#### WHAT THE TASK REQUIRES:
Select and copy out every line in the records containing "seam".

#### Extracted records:
★ ★ ★ ★ ★

//! `adeval_core` is the decision-cache core of a real-time ad-request evaluation service. It
//! keeps in-process caches synchronized with versioned configuration and scored-result artifacts
//! in remote blob storage, while the request hot path reads those caches without ever blocking
//! on a refresh.
//!
//! # Overview
//!
//! [`DataCache`](cache::DataCache) is a namespaced, TTL/size-bounded key-value store with
//! eviction telemetry. One instance holds scored-result values (one namespace per model
//! identifier), another holds the structured configuration singletons. Entries are only ever
//! replaced wholesale; a namespace is fully cleared before its next generation is written, so
//! readers never observe a torn mix of two generations.
//!
//! [`IdentifierCache`](identifier_cache::IdentifierCache) records the version identifier of the
//! last successfully loaded artifact and is the source of staleness truth.
//!
//! [`Refresher`](refresh::Refresher) is the generic refresh routine: fetch the artifact through
//! the [`BlobStore`](blob::BlobStore) seam, compare its version identifier, and only on change
//! clear, repopulate, and record. [`ModelResultLoader`](model_results::ModelResultLoader) and
//! [`ConfigurationLoader`](configuration_loader::ConfigurationLoader) supply the two concrete
//! strategies: line-delimited result snapshots and the JSON configuration document. Loaders run
//! on background threads driven by an external scheduler; they contain all transient failures
//! and report them as "nothing refreshed".
//!
//! [`ExperimentConfigurationProvider`](provider::ExperimentConfigurationProvider) and
//! [`ModelConfigurationProvider`](provider::ModelConfigurationProvider) are the read side:
//! configuration is mandatory at the point of use, so an empty cache is a loud error, never a
//! silent default.
//!
//! [`OperatorRegistry`](registry::OperatorRegistry) indexes pluggable
//! [`ModelFeatureOperator`](registry::ModelFeatureOperator) implementations by simple type name;
//! the one-shot [`DiscoveryTask`](discovery::DiscoveryTask) populates it near startup after a
//! randomized delay.
//!
//! [`ExperimentDefinition`](allocation::ExperimentDefinition) is the deterministic
//! traffic-allocation model: salted identifier, hashed into the allocation space, bucketed into
//! the treatment whose range contains the hash. The crate guarantees the data invariant (ranges
//! exactly tile the allocation space); the hash itself is pluggable through
//! [`Sharder`](allocation::Sharder).

#![warn(rustdoc::missing_crate_level_docs)]

pub mod allocation;
pub mod blob;
pub mod cache;
pub mod configuration_loader;
pub mod discovery;
pub mod identifier_cache;
pub mod model_results;
pub mod models;
pub mod provider;
pub mod refresh;
pub mod registry;

mod error;

pub use error::{Error, Result};
//! Deterministic traffic-allocation data model.
//!
//! An [`ExperimentDefinition`] carves an integer allocation space into contiguous treatment
//! ranges. The evaluator hashes a request identifier (salted, when enabled) into the space and
//! serves the treatment whose range contains the hash. The core's job is to guarantee the data is
//! sound: ranges must exactly tile the allocation space, with no gaps and no overlaps.
use serde::{Deserialize, Serialize};

use crate::models::Timestamp;
use crate::{Error, Result};

/// A named experiment variant owning a contiguous sub-range of the allocation space.
#[derive(Debug, Serialize, Deserialize, Clone, PartialEq, Eq)]
#[serde(rename_all = "camelCase")]
pub struct TreatmentDefinition {
    /// Treatment code reported with the decision.
    pub treatment_code: String,
    /// Relative traffic weight. `id_end - id_start` is expected proportional to it.
    pub weight: u64,
    /// Inclusive start of the treatment's id range.
    pub id_start: u64,
    /// Exclusive end of the treatment's id range.
    pub id_end: u64,
}

/// Configuration of one experiment.
#[derive(Debug, Serialize, Deserialize, Clone)]
#[serde(rename_all = "camelCase")]
pub struct ExperimentDefinition {
    /// Experiment name.
    pub name: String,
    /// Experiment type label, passed through to decision logs.
    #[serde(rename = "type")]
    pub experiment_type: String,
    /// Treatments tiling the allocation space.
    pub treatments: Vec<TreatmentDefinition>,
    /// Salt combined with the request identifier before hashing.
    pub salt: String,
    /// Experiment is eligible from this instant (inclusive).
    #[serde(rename = "startTimeUTC")]
    pub start_time_utc: Timestamp,
    /// Experiment is eligible until this instant (exclusive).
    #[serde(rename = "endTimeUTC")]
    pub end_time_utc: Timestamp,
    /// Inclusive start of the allocation space.
    pub allocation_id_start: u64,
    /// Exclusive end of the allocation space.
    pub allocation_id_end: u64,
    /// When true, the request identifier is salted and hashed into the allocation space. When
    /// false, the raw numeric identifier is reduced into the space directly.
    pub hash_enabled: bool,
}

/// Maps an identifier to a shard in `[0, total_shards)`.
///
/// The production bucketing hash must match the downstream evaluator; this trait is the seam
/// where the confirmed algorithm is plugged in.
pub trait Sharder {
    /// Hash `input` to a value in `[0, total_shards)`.
    fn get_shard(&self, input: impl AsRef<[u8]>, total_shards: u64) -> u64;
}

/// The default sharder: first four bytes of the MD5 digest, big-endian, reduced modulo the shard
/// count.
pub struct Md5Sharder;

impl Sharder for Md5Sharder {
    fn get_shard(&self, input: impl AsRef<[u8]>, total_shards: u64) -> u64 {
        let hash = md5::compute(input);
        let value = u32::from_be_bytes(hash[0..4].try_into().unwrap());
        (value as u64) % total_shards
    }
}

impl ExperimentDefinition {
    /// Check the allocation-space invariants: a non-empty space and treatment ranges that tile
    /// `[allocation_id_start, allocation_id_end)` exactly once per point.
    pub fn validate(&self) -> Result<()> {
        if self.allocation_id_start >= self.allocation_id_end {
            return Err(Error::InvalidAllocation(format!(
                "experiment {:?}: allocation space [{}, {}) is empty",
                self.name, self.allocation_id_start, self.allocation_id_end
            )));
        }
        if self.treatments.is_empty() {
            return Err(Error::InvalidAllocation(format!(
                "experiment {:?}: no treatments",
                self.name
            )));
        }

        let mut ranges: Vec<&TreatmentDefinition> = self.treatments.iter().collect();
        ranges.sort_by_key(|treatment| treatment.id_start);

        let mut expected_start = self.allocation_id_start;
        for treatment in ranges {
            if treatment.id_start != expected_start {
                let kind = if treatment.id_start > expected_start {
                    "gap"
                } else {
                    "overlap"
                };
                return Err(Error::InvalidAllocation(format!(
                    "experiment {:?}: {} before treatment {:?} at id {}",
                    self.name, kind, treatment.treatment_code, treatment.id_start
                )));
            }
            if treatment.id_end <= treatment.id_start {
                return Err(Error::InvalidAllocation(format!(
                    "experiment {:?}: treatment {:?} range [{}, {}) is empty",
                    self.name, treatment.treatment_code, treatment.id_start, treatment.id_end
                )));
            }
            expected_start = treatment.id_end;
        }
        if expected_start != self.allocation_id_end {
            return Err(Error::InvalidAllocation(format!(
                "experiment {:?}: treatments end at {} but allocation space ends at {}",
                self.name, expected_start, self.allocation_id_end
            )));
        }

        Ok(())
    }

    /// Whether the experiment is eligible at `now` (`[start_time_utc, end_time_utc)`).
    pub fn is_eligible_at(&self, now: Timestamp) -> bool {
        self.start_time_utc <= now && now < self.end_time_utc
    }

    /// Deterministically bucket `subject_id` into a treatment.
    ///
    /// Returns `None` when the experiment is not eligible at `now`. With `hash_enabled`, the
    /// salted identifier is hashed into the allocation space; otherwise the identifier's numeric
    /// value (its byte-wise hashless reduction for non-numeric identifiers) is used directly.
    pub fn select_treatment(
        &self,
        subject_id: &str,
        sharder: &impl Sharder,
        now: Timestamp,
    ) -> Option<&TreatmentDefinition> {
        if !self.is_eligible_at(now) {
            return None;
        }

        let space = self.allocation_id_end - self.allocation_id_start;
        let offset = if self.hash_enabled {
            sharder.get_shard(format!("{}-{}", self.salt, subject_id), space)
        } else {
            let raw = subject_id
                .parse::<u64>()
                .unwrap_or_else(|_| subject_id.bytes().fold(0u64, |acc, b| acc.wrapping_add(b as u64)));
            raw % space
        };
        let allocation_id = self.allocation_id_start + offset;

        self.treatments
            .iter()
            .find(|treatment| treatment.id_start <= allocation_id && allocation_id < treatment.id_end)
    }
}

#[cfg(test)]
mod tests {
    use chrono::{TimeZone, Utc};

    use super::{ExperimentDefinition, Md5Sharder, Sharder, TreatmentDefinition};
    use crate::Error;

    fn treatment(code: &str, id_start: u64, id_end: u64) -> TreatmentDefinition {
        TreatmentDefinition {
            treatment_code: code.to_owned(),
            weight: id_end - id_start,
            id_start,
            id_end,
        }
    }

    fn experiment(treatments: Vec<TreatmentDefinition>) -> ExperimentDefinition {
        ExperimentDefinition {
            name: "checkout-ranker".to_owned(),
            experiment_type: "model".to_owned(),
            treatments,
            salt: "s1".to_owned(),
            start_time_utc: Utc.with_ymd_and_hms(2024, 1, 1, 0, 0, 0).unwrap(),
            end_time_utc: Utc.with_ymd_and_hms(2024, 12, 31, 0, 0, 0).unwrap(),
            allocation_id_start: 0,
            allocation_id_end: 100,
            hash_enabled: true,
        }
    }

    #[test]
    fn valid_tiling_passes() {
        let exp = experiment(vec![
            treatment("control", 0, 50),
            treatment("t1", 50, 80),
            treatment("t2", 80, 100),
        ]);
        assert!(exp.validate().is_ok());
    }

    #[test]
    fn gap_is_rejected() {
        let exp = experiment(vec![treatment("control", 0, 40), treatment("t1", 50, 100)]);
        assert!(matches!(exp.validate(), Err(Error::InvalidAllocation(_))));
    }

    #[test]
    fn overlap_is_rejected() {
        let exp = experiment(vec![treatment("control", 0, 60), treatment("t1", 50, 100)]);
        assert!(matches!(exp.validate(), Err(Error::InvalidAllocation(_))));
    }

    #[test]
    fn short_coverage_is_rejected() {
        let exp = experiment(vec![treatment("control", 0, 90)]);
        assert!(matches!(exp.validate(), Err(Error::InvalidAllocation(_))));
    }

    #[test]
    fn empty_allocation_space_is_rejected() {
        let mut exp = experiment(vec![treatment("control", 0, 100)]);
        exp.allocation_id_end = 0;
        assert!(matches!(exp.validate(), Err(Error::InvalidAllocation(_))));
    }

    #[test]
    fn unsorted_treatments_still_validate() {
        let exp = experiment(vec![treatment("t1", 50, 100), treatment("control", 0, 50)]);
        assert!(exp.validate().is_ok());
    }

    #[test]
    fn selection_is_deterministic_and_in_range() {
        let exp = experiment(vec![treatment("control", 0, 50), treatment("t1", 50, 100)]);
        let now = Utc.with_ymd_and_hms(2024, 6, 1, 0, 0, 0).unwrap();

        let first = exp.select_treatment("req-123", &Md5Sharder, now).unwrap();
        let second = exp.select_treatment("req-123", &Md5Sharder, now).unwrap();
        assert_eq!(first, second);
    }

    #[test]
    fn selection_outside_window_returns_none() {
        let exp = experiment(vec![treatment("control", 0, 100)]);
        let before = Utc.with_ymd_and_hms(2023, 6, 1, 0, 0, 0).unwrap();
        let at_end = exp.end_time_utc;

        assert!(exp.select_treatment("req-123", &Md5Sharder, before).is_none());
        assert!(exp.select_treatment("req-123", &Md5Sharder, at_end).is_none());
    }

    #[test]
    fn every_hash_lands_in_exactly_one_treatment() {
        let exp = experiment(vec![
            treatment("control", 0, 33),
            treatment("t1", 33, 66),
            treatment("t2", 66, 100),
        ]);
        let now = Utc.with_ymd_and_hms(2024, 6, 1, 0, 0, 0).unwrap();

        for i in 0..200 {
            let id = format!("req-{i}");
            assert!(exp.select_treatment(&id, &Md5Sharder, now).is_some());
        }
    }

    #[test]
    fn md5_sharder_stays_in_range() {
        for i in 0..100 {
            let shard = Md5Sharder.get_shard(format!("input-{i}"), 7);
            assert!(shard < 7);
        }
    }
}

★ ★ ★ ★ ★

#### ANSWER TO THE EXERCISE:
//! the [`BlobStore`](blob::BlobStore) seam, compare its version identifier, and only on change
/// The production bucketing hash must match the downstream evaluator; this trait is the seam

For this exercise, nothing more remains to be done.